WORK TASK:
The line that contains "use std::collections::HashSet;" marks the end: retype the data below exactly from its first line through that line.
------------------------------------------------
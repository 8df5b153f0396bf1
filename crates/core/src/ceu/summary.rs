//! Summary statistics for an export window.
//!
//! The whole window is processed in memory. That is fine while certificate
//! volume is small; it is the scalability boundary of the report.

use std::collections::HashSet;

use serde::Serialize;

use crate::ceu::export::ExportSource;
use crate::ceu::RidCategory;
use crate::types::DbId;

/// CEU totals per RID category. All three buckets are always present.
#[derive(Debug, Clone, Default, PartialEq, Serialize)]
pub struct CategoryBreakdown {
    #[serde(rename = "Professional Studies")]
    pub professional_studies: f64,
    #[serde(rename = "PPO")]
    pub ppo: f64,
    #[serde(rename = "General Studies")]
    pub general_studies: f64,
}

impl CategoryBreakdown {
    fn add(&mut self, category: RidCategory, ceu_value: f64) {
        match category {
            RidCategory::ProfessionalStudies => self.professional_studies += ceu_value,
            RidCategory::Ppo => self.ppo += ceu_value,
            RidCategory::GeneralStudies => self.general_studies += ceu_value,
        }
    }

    fn rounded(&self) -> Self {
        Self {
            professional_studies: round2(self.professional_studies),
            ppo: round2(self.ppo),
            general_studies: round2(self.general_studies),
        }
    }
}

#[derive(Debug, Clone, PartialEq, Serialize)]
pub struct CeuSummary {
    pub total_certificates: usize,
    pub unique_participants: usize,
    pub total_ceus: f64,
    pub by_category: CategoryBreakdown,
    /// Distinct participants whose profile lacks an RID member number.
    pub missing_rid_numbers: usize,
}

/// Round to two decimal places.
pub fn round2(value: f64) -> f64 {
    (value * 100.0).round() / 100.0
}

/// Compute summary statistics over the certificates of an export window.
///
/// Rows with an unrecognised category still count toward the totals but
/// land in no bucket.
pub fn summarize(rows: &[ExportSource]) -> CeuSummary {
    let mut participants: HashSet<DbId> = HashSet::new();
    let mut missing_rid: HashSet<DbId> = HashSet::new();
    let mut total = 0.0;
    let mut by_category = CategoryBreakdown::default();

    for row in rows {
        participants.insert(row.user_id);
        let has_rid = row
            .rid_member_number
            .as_deref()
            .is_some_and(|n| !n.trim().is_empty());
        if !has_rid {
            missing_rid.insert(row.user_id);
        }

        total += row.ceu_value;
        if let Ok(category) = RidCategory::from_str_value(&row.rid_category) {
            by_category.add(category, row.ceu_value);
        }
    }

    CeuSummary {
        total_certificates: rows.len(),
        unique_participants: participants.len(),
        total_ceus: round2(total),
        by_category: by_category.rounded(),
        missing_rid_numbers: missing_rid.len(),
    }
}
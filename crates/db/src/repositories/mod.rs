//! Repository layer.
//!
//! Each repository is a zero-sized struct providing async query methods
//! that accept `&PgPool` as the first argument.

pub mod certificate_repo;
pub mod evaluation_repo;
pub mod profile_repo;
pub mod progress_repo;
pub mod rid_submission_repo;
pub mod skill_module_repo;

pub use certificate_repo::CertificateRepo;
pub use evaluation_repo::EvaluationRepo;
pub use profile_repo::ProfileRepo;
pub use progress_repo::ProgressRepo;
pub use rid_submission_repo::RidSubmissionRepo;
pub use skill_module_repo::SkillModuleRepo;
------------------------------------------------
YOUR RESPONSE:
repository 8df5b153f0396bf1
filename crates/core/src/ceu/summary.rs
//! Summary statistics for an export window.
//!
//! The whole window is processed in memory. That is fine while certificate
//! volume is small; it is the scalability boundary of the report.

use std::collections::HashSet;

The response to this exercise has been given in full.